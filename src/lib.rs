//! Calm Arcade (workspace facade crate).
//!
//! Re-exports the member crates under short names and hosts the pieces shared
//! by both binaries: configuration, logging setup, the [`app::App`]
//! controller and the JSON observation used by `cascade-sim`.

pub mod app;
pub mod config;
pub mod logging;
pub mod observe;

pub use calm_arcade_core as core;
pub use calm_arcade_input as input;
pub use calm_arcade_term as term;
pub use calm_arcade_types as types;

□ □ □ □ □ □ □

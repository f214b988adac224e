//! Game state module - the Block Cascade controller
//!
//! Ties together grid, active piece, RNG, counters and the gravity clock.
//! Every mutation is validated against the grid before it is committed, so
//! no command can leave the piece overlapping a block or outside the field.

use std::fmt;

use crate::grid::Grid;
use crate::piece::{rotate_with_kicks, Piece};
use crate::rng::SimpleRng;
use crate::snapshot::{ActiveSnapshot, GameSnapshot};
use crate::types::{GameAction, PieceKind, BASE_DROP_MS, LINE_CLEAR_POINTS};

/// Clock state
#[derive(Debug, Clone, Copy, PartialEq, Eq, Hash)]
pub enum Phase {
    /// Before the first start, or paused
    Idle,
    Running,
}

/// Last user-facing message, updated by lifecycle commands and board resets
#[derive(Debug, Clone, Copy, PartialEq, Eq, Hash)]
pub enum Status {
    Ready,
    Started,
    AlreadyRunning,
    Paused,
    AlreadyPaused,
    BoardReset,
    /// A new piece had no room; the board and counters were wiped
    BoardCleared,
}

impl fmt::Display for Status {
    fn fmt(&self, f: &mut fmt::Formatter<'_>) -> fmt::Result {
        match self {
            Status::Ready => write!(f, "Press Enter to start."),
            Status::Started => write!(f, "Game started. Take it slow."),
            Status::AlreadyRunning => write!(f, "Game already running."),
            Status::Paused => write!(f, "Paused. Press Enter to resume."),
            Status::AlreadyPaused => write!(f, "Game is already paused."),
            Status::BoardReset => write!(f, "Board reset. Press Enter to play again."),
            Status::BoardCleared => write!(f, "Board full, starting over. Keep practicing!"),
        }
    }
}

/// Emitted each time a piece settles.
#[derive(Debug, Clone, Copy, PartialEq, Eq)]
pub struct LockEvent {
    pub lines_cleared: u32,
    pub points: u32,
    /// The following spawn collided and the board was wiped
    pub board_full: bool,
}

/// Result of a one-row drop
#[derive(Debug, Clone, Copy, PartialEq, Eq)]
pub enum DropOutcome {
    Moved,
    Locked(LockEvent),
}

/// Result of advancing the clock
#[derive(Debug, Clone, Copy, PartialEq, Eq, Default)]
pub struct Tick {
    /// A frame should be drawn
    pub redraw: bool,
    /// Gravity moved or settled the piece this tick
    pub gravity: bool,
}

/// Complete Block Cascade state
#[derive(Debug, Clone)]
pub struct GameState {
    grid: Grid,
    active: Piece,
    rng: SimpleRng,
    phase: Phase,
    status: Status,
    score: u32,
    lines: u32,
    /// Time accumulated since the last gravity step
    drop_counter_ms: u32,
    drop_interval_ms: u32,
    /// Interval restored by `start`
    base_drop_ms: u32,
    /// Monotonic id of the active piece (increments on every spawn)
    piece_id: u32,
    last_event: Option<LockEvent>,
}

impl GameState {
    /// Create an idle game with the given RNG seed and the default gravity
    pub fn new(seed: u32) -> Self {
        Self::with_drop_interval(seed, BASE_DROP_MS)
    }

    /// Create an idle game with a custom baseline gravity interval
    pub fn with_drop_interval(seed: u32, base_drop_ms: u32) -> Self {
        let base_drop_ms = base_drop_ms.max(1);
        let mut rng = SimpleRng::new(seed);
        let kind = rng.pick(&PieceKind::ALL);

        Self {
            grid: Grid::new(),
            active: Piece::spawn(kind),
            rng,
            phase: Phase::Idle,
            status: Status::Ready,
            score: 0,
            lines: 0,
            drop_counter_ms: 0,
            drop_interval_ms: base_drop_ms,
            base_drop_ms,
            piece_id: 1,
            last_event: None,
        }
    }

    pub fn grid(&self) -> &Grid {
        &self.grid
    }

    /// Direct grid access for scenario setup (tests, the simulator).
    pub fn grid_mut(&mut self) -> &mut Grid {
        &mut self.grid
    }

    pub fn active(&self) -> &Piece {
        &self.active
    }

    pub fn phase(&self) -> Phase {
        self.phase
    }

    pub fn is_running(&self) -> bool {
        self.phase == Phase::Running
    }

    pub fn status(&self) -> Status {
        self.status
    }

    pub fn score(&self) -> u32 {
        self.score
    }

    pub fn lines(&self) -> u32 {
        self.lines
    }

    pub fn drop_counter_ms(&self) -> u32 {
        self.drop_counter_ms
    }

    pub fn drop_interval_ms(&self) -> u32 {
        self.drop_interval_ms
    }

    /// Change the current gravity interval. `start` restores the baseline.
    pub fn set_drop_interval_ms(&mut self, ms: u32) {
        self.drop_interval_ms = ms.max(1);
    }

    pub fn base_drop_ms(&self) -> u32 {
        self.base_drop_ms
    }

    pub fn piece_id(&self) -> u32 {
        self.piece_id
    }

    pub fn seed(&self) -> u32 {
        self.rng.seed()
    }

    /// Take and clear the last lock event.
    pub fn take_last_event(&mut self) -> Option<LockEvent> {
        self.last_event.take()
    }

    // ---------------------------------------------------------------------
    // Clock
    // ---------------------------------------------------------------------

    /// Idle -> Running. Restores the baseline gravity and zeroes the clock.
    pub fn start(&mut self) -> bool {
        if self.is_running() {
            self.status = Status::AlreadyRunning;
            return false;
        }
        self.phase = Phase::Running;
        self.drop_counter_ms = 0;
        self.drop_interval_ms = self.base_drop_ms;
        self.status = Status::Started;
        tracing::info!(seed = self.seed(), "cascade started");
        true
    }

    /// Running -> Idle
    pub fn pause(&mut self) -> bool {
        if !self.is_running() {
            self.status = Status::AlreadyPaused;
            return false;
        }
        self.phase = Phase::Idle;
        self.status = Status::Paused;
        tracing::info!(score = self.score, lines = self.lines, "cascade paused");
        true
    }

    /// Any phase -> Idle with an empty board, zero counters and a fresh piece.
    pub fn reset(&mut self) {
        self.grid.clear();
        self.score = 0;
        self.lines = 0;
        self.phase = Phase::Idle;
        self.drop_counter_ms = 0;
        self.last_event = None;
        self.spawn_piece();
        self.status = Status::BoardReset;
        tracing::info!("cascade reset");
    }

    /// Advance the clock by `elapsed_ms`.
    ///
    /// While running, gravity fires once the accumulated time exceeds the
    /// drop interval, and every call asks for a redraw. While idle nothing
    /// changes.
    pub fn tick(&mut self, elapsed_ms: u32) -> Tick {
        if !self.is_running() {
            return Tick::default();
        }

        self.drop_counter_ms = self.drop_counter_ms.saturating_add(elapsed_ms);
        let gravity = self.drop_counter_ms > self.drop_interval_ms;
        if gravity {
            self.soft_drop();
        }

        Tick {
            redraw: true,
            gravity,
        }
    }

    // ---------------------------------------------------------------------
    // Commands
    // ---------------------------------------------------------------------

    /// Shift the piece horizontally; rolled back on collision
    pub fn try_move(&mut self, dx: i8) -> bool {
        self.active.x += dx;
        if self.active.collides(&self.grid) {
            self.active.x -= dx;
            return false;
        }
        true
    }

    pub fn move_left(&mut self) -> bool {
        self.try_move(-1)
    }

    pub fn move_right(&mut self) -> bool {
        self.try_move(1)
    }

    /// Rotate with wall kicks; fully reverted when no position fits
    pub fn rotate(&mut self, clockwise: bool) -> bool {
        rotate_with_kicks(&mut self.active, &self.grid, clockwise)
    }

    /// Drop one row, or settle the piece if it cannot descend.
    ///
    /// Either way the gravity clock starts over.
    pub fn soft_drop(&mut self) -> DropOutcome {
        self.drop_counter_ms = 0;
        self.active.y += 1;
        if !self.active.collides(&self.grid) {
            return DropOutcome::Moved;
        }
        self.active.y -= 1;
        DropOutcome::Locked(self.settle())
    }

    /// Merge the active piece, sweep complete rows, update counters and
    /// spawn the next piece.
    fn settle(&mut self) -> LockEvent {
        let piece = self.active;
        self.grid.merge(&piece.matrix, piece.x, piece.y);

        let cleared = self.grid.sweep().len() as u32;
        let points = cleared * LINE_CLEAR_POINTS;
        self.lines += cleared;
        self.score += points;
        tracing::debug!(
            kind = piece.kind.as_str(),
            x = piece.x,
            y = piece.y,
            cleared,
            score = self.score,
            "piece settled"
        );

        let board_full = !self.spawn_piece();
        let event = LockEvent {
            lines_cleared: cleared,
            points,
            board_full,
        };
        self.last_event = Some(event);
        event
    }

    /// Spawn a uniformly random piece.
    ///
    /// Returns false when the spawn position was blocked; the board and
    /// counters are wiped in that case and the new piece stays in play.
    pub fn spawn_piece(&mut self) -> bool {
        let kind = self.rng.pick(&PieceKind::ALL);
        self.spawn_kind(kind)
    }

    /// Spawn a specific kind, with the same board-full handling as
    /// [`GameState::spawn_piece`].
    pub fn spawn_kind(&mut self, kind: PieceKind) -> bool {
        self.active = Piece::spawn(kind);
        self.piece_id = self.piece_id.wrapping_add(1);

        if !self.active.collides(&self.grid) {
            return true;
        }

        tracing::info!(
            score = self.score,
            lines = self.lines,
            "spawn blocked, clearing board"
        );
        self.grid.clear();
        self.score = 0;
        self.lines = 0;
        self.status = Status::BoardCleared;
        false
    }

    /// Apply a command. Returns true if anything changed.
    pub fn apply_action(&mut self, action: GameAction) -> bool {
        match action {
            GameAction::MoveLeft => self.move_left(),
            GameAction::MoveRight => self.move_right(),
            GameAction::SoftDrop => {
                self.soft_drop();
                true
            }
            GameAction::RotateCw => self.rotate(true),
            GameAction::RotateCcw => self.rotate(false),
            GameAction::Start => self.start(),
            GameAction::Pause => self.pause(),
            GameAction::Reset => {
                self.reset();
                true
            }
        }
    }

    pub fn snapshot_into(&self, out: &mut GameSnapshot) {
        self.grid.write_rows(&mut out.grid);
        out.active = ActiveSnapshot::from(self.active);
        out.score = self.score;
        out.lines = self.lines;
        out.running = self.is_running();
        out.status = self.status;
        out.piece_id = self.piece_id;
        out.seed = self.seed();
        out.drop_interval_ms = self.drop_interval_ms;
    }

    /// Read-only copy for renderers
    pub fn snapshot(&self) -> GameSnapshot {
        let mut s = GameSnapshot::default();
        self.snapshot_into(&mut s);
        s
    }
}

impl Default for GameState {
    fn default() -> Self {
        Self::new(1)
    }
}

□ □ □ □ □ □ □

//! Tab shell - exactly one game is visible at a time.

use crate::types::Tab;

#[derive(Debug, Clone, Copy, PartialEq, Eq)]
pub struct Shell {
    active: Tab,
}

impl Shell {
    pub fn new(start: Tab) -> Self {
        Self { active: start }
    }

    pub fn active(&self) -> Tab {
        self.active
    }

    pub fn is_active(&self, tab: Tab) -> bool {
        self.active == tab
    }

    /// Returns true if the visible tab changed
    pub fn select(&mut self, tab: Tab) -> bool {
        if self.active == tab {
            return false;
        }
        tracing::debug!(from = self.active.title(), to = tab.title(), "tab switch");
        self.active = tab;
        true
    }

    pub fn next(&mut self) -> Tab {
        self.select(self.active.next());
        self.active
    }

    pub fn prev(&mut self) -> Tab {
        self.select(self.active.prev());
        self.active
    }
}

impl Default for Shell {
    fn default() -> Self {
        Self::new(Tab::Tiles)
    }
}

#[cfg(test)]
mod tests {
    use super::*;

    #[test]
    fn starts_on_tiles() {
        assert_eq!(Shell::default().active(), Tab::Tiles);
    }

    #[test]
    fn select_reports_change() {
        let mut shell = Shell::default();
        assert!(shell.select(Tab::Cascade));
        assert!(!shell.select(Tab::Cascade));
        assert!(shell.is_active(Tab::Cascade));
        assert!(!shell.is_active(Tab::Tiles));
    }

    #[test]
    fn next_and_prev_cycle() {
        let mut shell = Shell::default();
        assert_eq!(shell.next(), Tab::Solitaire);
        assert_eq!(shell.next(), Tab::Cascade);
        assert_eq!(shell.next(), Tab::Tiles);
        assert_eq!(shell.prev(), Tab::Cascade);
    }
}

□ □ □ □ □ □ □

*WHAT YOU SHOULD DO*:
From the records above, copy out the line with "filename src/lib.rs", the line with "pub use calm_arcade_types as types;", and every line between them, word for word.

*ANSWER SPACE*:
filename src/lib.rs
//! Calm Arcade (workspace facade crate).
//!
//! Re-exports the member crates under short names and hosts the pieces shared
//! by both binaries: configuration, logging setup, the [`app::App`]
//! controller and the JSON observation used by `cascade-sim`.

pub mod app;
pub mod config;
pub mod logging;
pub mod observe;

pub use calm_arcade_core as core;
pub use calm_arcade_input as input;
pub use calm_arcade_term as term;
pub use calm_arcade_types as types;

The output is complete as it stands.